Thanks to Wikipedia’s definition, it’s translated as a word that means action, work or deed.
“It also refers to the spiritual principle of cause and effect where intent and actions of an individual (cause) influence the future of that individual (effect). Good intent and good deed contribute to good karma and future happiness, while bad intent and bad deed contribute to bad karma and future suffering.”
But Karma doesn’t quite fit the scenarios I’m referring to, unless you declared your child sleeps wonderful just out of spite to your over-tired friend and well, that’s just cruel.
You deserve the bad Karma you receive.
What about Murphy’s Law? Essentially, it’s an adage that lives by the theory “Anything that can go wrong, will go wrong at the worst possible moment.”
Makes sense especially when it comes to parenting, right?
But doesn’t quite fit either.
Whatever it is, I believe it’s simply the universe disciplining us parents in order to keep our egos in check.

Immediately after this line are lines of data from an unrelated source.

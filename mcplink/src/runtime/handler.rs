use super::Peer;
use mcplink_jsonrpc::{JsonRpcError, ProgressToken, RequestId};
use serde_json::Value;
use tokio_util::sync::CancellationToken;
use tracing::*;

/// Application logic plugged into a [`Peer`].
///
/// Every method has a default, so implementations only override what they serve.
#[async_trait::async_trait]
pub trait RequestHandler: Send + Sync + 'static {
    async fn handle_request(
        &self,
        method: &str,
        params: Option<Value>,
        context: MethodContext,
    ) -> Result<Value, JsonRpcError> {
        let _ = (params, context);
        Err(JsonRpcError::method_not_found(method))
    }

    async fn handle_notification(&self, method: &str, params: Option<Value>, peer: &Peer) {
        let _ = (params, peer);
        trace!(method, "Unhandled notification");
    }

    /// The handshake has completed
    async fn on_initialized(&self, peer: &Peer) {
        let _ = peer;
    }

    /// The connection is gone
    async fn on_shutdown(&self) {}
}

/// What a request handler gets to know about the request it is serving.
#[derive(Clone, Debug)]
pub struct MethodContext {
    request_id: RequestId,
    abort: CancellationToken,
    progress_token: Option<ProgressToken>,
    peer: Peer,
}

impl MethodContext {
    pub(crate) fn new(
        request_id: RequestId,
        abort: CancellationToken,
        progress_token: Option<ProgressToken>,
        peer: Peer,
    ) -> Self {
        Self {
            request_id,
            abort,
            progress_token,
            peer,
        }
    }

    pub fn request_id(&self) -> &RequestId {
        &self.request_id
    }

    /// Tripped when the remote side cancels the request.  Long-running handlers should check it
    /// or select on [`CancellationToken::cancelled`].
    pub fn abort_token(&self) -> &CancellationToken {
        &self.abort
    }

    pub fn is_cancelled(&self) -> bool {
        self.abort.is_cancelled()
    }

    pub fn progress_token(&self) -> Option<&ProgressToken> {
        self.progress_token.as_ref()
    }

    /// The connection the request arrived on, for nested requests back to the caller
    pub fn peer(&self) -> &Peer {
        &self.peer
    }

    /// Report progress, if the caller asked for it.  Reports that don't move progress forward,
    /// or that come too fast, are dropped.
    pub async fn report_progress(&self, progress: f64, total: Option<f64>, message: Option<&str>) {
        let Some(token) = &self.progress_token else {
            return;
        };
        if self.is_cancelled() {
            return;
        }

        if let Err(e) = self.peer.send_progress(token, progress, total, message).await {
            warn!(error = %e, "Error sending progress");
        }
    }
}
//! JSON-RPC 2.0 plumbing that does not know anything about MCP itself.
//!
//! `jsonrpsee` is a more full-featured JSON-RPC library, but it assumes it owns the connection and
//! only ever plays the server role.  MCP connections are symmetric (both sides issue requests) and
//! run over transports jsonrpsee doesn't speak, so this crate only borrows the error codes and
//! version marker from `jsonrpsee-types` and implements the rest.
mod cancellation;
mod pending;
mod rate_limit;
mod shared;
pub mod transport;

pub use cancellation::*;
pub use pending::*;
pub use rate_limit::*;
pub use shared::*;

#[cfg(test)]
pub(crate) mod test_helpers {
    use std::sync::OnceLock;
    use tracing_subscriber::{fmt::format::FmtSpan, EnvFilter};

    static TRACING: OnceLock<()> = OnceLock::new();

    /// Initialize tracing for tests with a stdout subscriber.
    /// Safe to call multiple times - will only initialize once.
    pub fn init_test_logging() {
        TRACING.get_or_init(|| {
            let filter = std::env::var("RUST_LOG")
                .map(EnvFilter::new)
                .unwrap_or_else(|_| EnvFilter::new("debug"));

            tracing_subscriber::fmt()
                .with_env_filter(filter)
                .with_span_events(FmtSpan::CLOSE)
                .with_test_writer()
                .try_init()
                .ok();
        });
    }
}
#[cfg(test)]
mod tests {
    use super::*;
    use assert_matches::assert_matches;
    use serde_json::json;

    #[test]
    fn parse_json_rpc_notification() {
        let request = r#"    { "jsonrpc": "2.0", "method": "notifications/initialized" }"#;
        let envelope: Envelope = request.parse().unwrap();
        assert_matches!(envelope, Envelope::Notification(Notification { method, params: None }) if method == "notifications/initialized");
    }

    #[test]
    fn parse_request_with_string_and_numeric_ids() {
        let envelope: Envelope = r#"{"jsonrpc":"2.0","id":"abc","method":"ping"}"#.parse().unwrap();
        assert_eq!(envelope.id(), Some(&RequestId::from("abc")));

        let envelope: Envelope = r#"{"jsonrpc":"2.0","id":7,"method":"ping","params":{}}"#
            .parse()
            .unwrap();
        assert_eq!(envelope.id(), Some(&RequestId::Number(7)));
        assert_eq!(envelope.params(), Some(&json!({})));
    }

    #[test]
    fn error_with_null_id_is_accepted() {
        let envelope: Envelope =
            r#"{"jsonrpc":"2.0","id":null,"error":{"code":-32700,"message":"Parse error"}}"#
                .parse()
                .unwrap();
        assert_matches!(envelope, Envelope::Error(ErrorResponse { id: None, error }) if error.code == -32700);
    }

    #[test]
    fn request_with_null_id_is_invalid() {
        let err = r#"{"jsonrpc":"2.0","id":null,"method":"ping"}"#
            .parse::<Envelope>()
            .unwrap_err();
        assert_matches!(err, EnvelopeError::Invalid { id: None, .. });
    }

    #[test]
    fn invalid_message_keeps_its_id() {
        let err = r#"{"jsonrpc":"1.0","id":3,"method":"ping"}"#
            .parse::<Envelope>()
            .unwrap_err();
        assert_matches!(&err, EnvelopeError::Invalid { id: Some(RequestId::Number(3)), .. });

        let reply = err.to_error_envelope();
        assert_eq!(reply.id(), Some(&RequestId::Number(3)));
        assert_matches!(reply, Envelope::Error(ErrorResponse { error, .. }) if error.code == ErrorCode::InvalidRequest.code());
    }

    #[test]
    fn garbage_is_a_parse_error() {
        let err = "{not json".parse::<Envelope>().unwrap_err();
        assert_matches!(err, EnvelopeError::Parse(_));
        assert_matches!(err.to_error_envelope(), Envelope::Error(ErrorResponse { id: None, error }) if error.code == ErrorCode::ParseError.code());
    }

    #[test]
    fn batches_and_ambiguous_messages_are_rejected() {
        assert_matches!(
            "[]".parse::<Envelope>(),
            Err(EnvelopeError::Invalid { .. })
        );
        assert_matches!(
            r#"{"jsonrpc":"2.0","id":1,"result":{},"error":{"code":1,"message":"x"}}"#
                .parse::<Envelope>(),
            Err(EnvelopeError::Invalid { id: Some(RequestId::Number(1)), .. })
        );
        assert_matches!(
            r#"{"jsonrpc":"2.0","id":1,"method":"x","params":[1,2]}"#.parse::<Envelope>(),
            Err(EnvelopeError::Invalid { .. })
        );
    }

    #[test]
    fn wire_format() {
        let envelopes = vec![
            Envelope::request(RequestId::Number(1), "tools/call", json!({"name": "echo"})),
            Envelope::notification("notifications/initialized", None),
            Envelope::response("req-1", json!({})),
            Envelope::error(None, JsonRpcError::method_not_found("nope")),
        ];
        let actual = serde_json::to_string_pretty(&envelopes).unwrap();
        expectorate::assert_contents("src/testdata/wire_format.json", &actual);

        let reparsed: Vec<Envelope> = serde_json::from_str(&actual).unwrap();
        assert_eq!(reparsed, envelopes);
    }

    #[test]
    fn error_chain_is_captured_in_data() {
        #[derive(Debug, thiserror::Error)]
        #[error("outer")]
        struct Outer(#[source] std::io::Error);

        let error = Outer(std::io::Error::other("inner"));
        let rpc = JsonRpcError::from_error(ErrorCode::InternalError, &error);
        assert_eq!(rpc.message(), "outer");
        assert_eq!(rpc.data(), Some(&json!(["inner"])));
    }

    #[test]
    fn expect_params_reports_invalid_params() {
        #[derive(Debug, serde::Deserialize)]
        struct Params {
            #[allow(dead_code)]
            name: String,
        }

        let err = expect_params::<Params>(Some(&json!({"name": 5}))).unwrap_err();
        assert_eq!(err.code(), ErrorCode::InvalidParams.code());
    }
}
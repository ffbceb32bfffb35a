//! Progress notifications for long-running requests.
use mcplink_jsonrpc::{Envelope, JsonRpcError, ProgressToken, RateLimiter, RequestId};
use serde::{Deserialize, Serialize};
use serde_json::Value;
use std::collections::HashMap;
use std::sync::Mutex;
use tracing::*;

pub const PROGRESS_METHOD: &str = "notifications/progress";

/// Params of a `notifications/progress` message
#[derive(Clone, Debug, PartialEq, Serialize, Deserialize)]
#[serde(rename_all = "camelCase")]
pub struct ProgressNotification {
    pub progress_token: ProgressToken,
    pub progress: f64,
    #[serde(default, skip_serializing_if = "Option::is_none")]
    pub total: Option<f64>,
    #[serde(default, skip_serializing_if = "Option::is_none")]
    pub message: Option<String>,
}

/// Pull `_meta.progressToken` out of request params, if the request asked for progress.
pub fn progress_token_from_params(
    params: Option<&Value>,
) -> Result<Option<ProgressToken>, JsonRpcError> {
    let Some(token) = params
        .and_then(|params| params.get("_meta"))
        .and_then(|meta| meta.get("progressToken"))
    else {
        return Ok(None);
    };

    match token {
        Value::String(s) => Ok(Some(ProgressToken::String(s.clone()))),
        Value::Number(n) => n
            .as_i64()
            .map(|n| Some(ProgressToken::Number(n)))
            .ok_or_else(|| JsonRpcError::invalid_params("Progress token must be a string or an integer")),
        _ => Err(JsonRpcError::invalid_params(
            "Progress token must be a string or an integer",
        )),
    }
}

#[derive(Debug, Default)]
struct ProgressState {
    by_request: HashMap<RequestId, ProgressToken>,

    /// Outbound tokens of requests still being handled, with the last progress value sent
    active: HashMap<ProgressToken, Option<f64>>,

    /// Last progress value received from the peer, per token
    received: HashMap<ProgressToken, f64>,
}

/// Associates inbound requests with the progress tokens they carry, and throttles the progress
/// notifications sent for them.
///
/// Progress for a token must strictly increase.  Notifications that would go backwards, that are
/// for a token no longer active, or that exceed the rate limit are silently dropped.
#[derive(Debug)]
pub struct ProgressRegistry {
    limiter: RateLimiter,
    state: Mutex<ProgressState>,
}

impl ProgressRegistry {
    pub fn new(limiter: RateLimiter) -> Self {
        Self {
            limiter,
            state: Mutex::new(ProgressState::default()),
        }
    }

    /// Register the progress token carried by a request, if any.
    pub fn register(
        &self,
        id: &RequestId,
        params: Option<&Value>,
    ) -> Result<Option<ProgressToken>, JsonRpcError> {
        let Some(token) = progress_token_from_params(params)? else {
            return Ok(None);
        };

        let mut state = self.lock();
        if state.active.contains_key(&token) {
            return Err(JsonRpcError::invalid_params(format!(
                "Progress token {token} is already in use"
            )));
        }
        state.active.insert(token.clone(), None);
        state.by_request.insert(id.clone(), token.clone());
        Ok(Some(token))
    }

    pub fn release(&self, id: &RequestId) {
        let mut state = self.lock();
        if let Some(token) = state.by_request.remove(id) {
            state.active.remove(&token);
        }
    }

    pub fn token_for(&self, id: &RequestId) -> Option<ProgressToken> {
        self.lock().by_request.get(id).cloned()
    }

    /// Build the progress notification to send, or `None` if it should be dropped.
    pub fn emit(
        &self,
        token: &ProgressToken,
        progress: f64,
        total: Option<f64>,
        message: Option<String>,
    ) -> Option<Envelope> {
        let mut state = self.lock();
        let Some(last) = state.active.get_mut(token) else {
            debug!(%token, "Progress for inactive token; dropping");
            return None;
        };

        if last.is_some_and(|last| progress <= last) {
            debug!(%token, progress, "Progress did not increase; dropping");
            return None;
        }

        if self.limiter.require_allowance(&token.to_string()).is_err() {
            debug!(%token, progress, "Progress rate limited; dropping");
            return None;
        }

        *last = Some(progress);
        let notification = ProgressNotification {
            progress_token: token.clone(),
            progress,
            total,
            message,
        };

        match serde_json::to_value(&notification) {
            Ok(params) => Some(Envelope::notification(PROGRESS_METHOD, params)),
            Err(e) => {
                error!(error = %e, "Error serializing progress notification");
                None
            }
        }
    }

    /// Record an inbound progress notification.  Returns it if it's well-formed and moves
    /// progress forward.
    pub fn record(&self, params: Option<&Value>) -> Option<ProgressNotification> {
        let notification: ProgressNotification = match params.cloned().map(serde_json::from_value)
        {
            Some(Ok(notification)) => notification,
            Some(Err(e)) => {
                warn!(error = %e, "Malformed progress notification; ignoring");
                return None;
            }
            None => {
                warn!("Progress notification without params; ignoring");
                return None;
            }
        };

        let mut state = self.lock();
        let last = state.received.get(&notification.progress_token).copied();
        if last.is_some_and(|last| notification.progress <= last) {
            debug!(token = %notification.progress_token, progress = notification.progress, "Inbound progress did not increase; ignoring");
            return None;
        }

        state
            .received
            .insert(notification.progress_token.clone(), notification.progress);
        Some(notification)
    }

    /// Forget what was received for a token, once the request it belongs to is finished
    pub fn forget_received(&self, token: &ProgressToken) {
        self.lock().received.remove(token);
    }

    fn lock(&self) -> std::sync::MutexGuard<'_, ProgressState> {
        self.state
            .lock()
            .unwrap_or_else(|poisoned| poisoned.into_inner())
    }
}
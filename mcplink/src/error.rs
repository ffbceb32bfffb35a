use crate::lifecycle::LifecycleError;
use mcplink_jsonrpc::transport::TransportError;
use mcplink_jsonrpc::{ErrorObject, JsonRpcError, PendingError, RateLimited, RequestId};
use std::time::Duration;

/// Request received before the handshake completed (or after shutdown)
pub const NOT_INITIALIZED: i32 = -32002;

/// Default code for requests turned away by a rate limiter
pub const RATE_LIMITED: i32 = -32001;

/// Failure of a request this side sent to its peer.
#[derive(Debug, thiserror::Error)]
pub enum RpcError {
    #[error("Request {id} timed out after {timeout:?}")]
    Timeout { id: RequestId, timeout: Duration },

    #[error("Peer returned error {}: {}", .0.code, .0.message)]
    Remote(ErrorObject),

    #[error("Connection closed: {0}")]
    Closed(String),

    #[error("Request ID {0} is already in flight")]
    DuplicateId(RequestId),

    #[error(transparent)]
    Transport(#[from] TransportError),

    #[error(transparent)]
    Lifecycle(#[from] LifecycleError),

    #[error("Error serializing request params")]
    Serialize(#[source] serde_json::Error),

    #[error("Error deserializing result")]
    Deserialize(#[source] serde_json::Error),
}

impl From<PendingError> for RpcError {
    fn from(error: PendingError) -> Self {
        match error {
            PendingError::Duplicate(id) => RpcError::DuplicateId(id),
            PendingError::Timeout { id, timeout } => RpcError::Timeout { id, timeout },
            PendingError::Remote(error) => RpcError::Remote(error),
            PendingError::Closed(reason) => RpcError::Closed(reason),
        }
    }
}

impl RpcError {
    /// The JSON-RPC error code of a remote failure
    pub fn remote_code(&self) -> Option<i32> {
        match self {
            RpcError::Remote(error) => Some(error.code),
            _ => None,
        }
    }
}

pub(crate) fn not_initialized() -> JsonRpcError {
    JsonRpcError::new(NOT_INITIALIZED, "Server not initialized", None)
}

pub(crate) fn rate_limited(code: i32, error: &RateLimited) -> JsonRpcError {
    JsonRpcError::new(code, error.to_string(), None)
}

Also to remind us to be more humble.
Maybe it’s also a lesson never to judge anyone else’s parenting style.
Also a reminder with children the saying, there’s “never a dull moment,” as my dad always reminds me, is very true.
I know any time I’ve ever had negative thoughts about another parent’s choice and especially if I’ve voiced them, it tends to backfire.
However, I always pick up on it. I recognize the moment and then staring up to the watch guard up there smirk and acknowledge I totally deserved that.
Over the years, I’ve learned when I’m particularly happy about an accomplishment of ours, a milestone or good feeling, I will share that positivity without fear but usually with a disclaimer.
It goes something a little like this: “Wow, I feel like I have so much energy today, both kids are sleeping better at night. Jack’s stopped having his nightmares. However, that could change any day.”
I don’t jinx myself.
Try not to get on my high horse.
I knock on woods lots.
But also try not to sound like a debbie downer.
There’s a fine line.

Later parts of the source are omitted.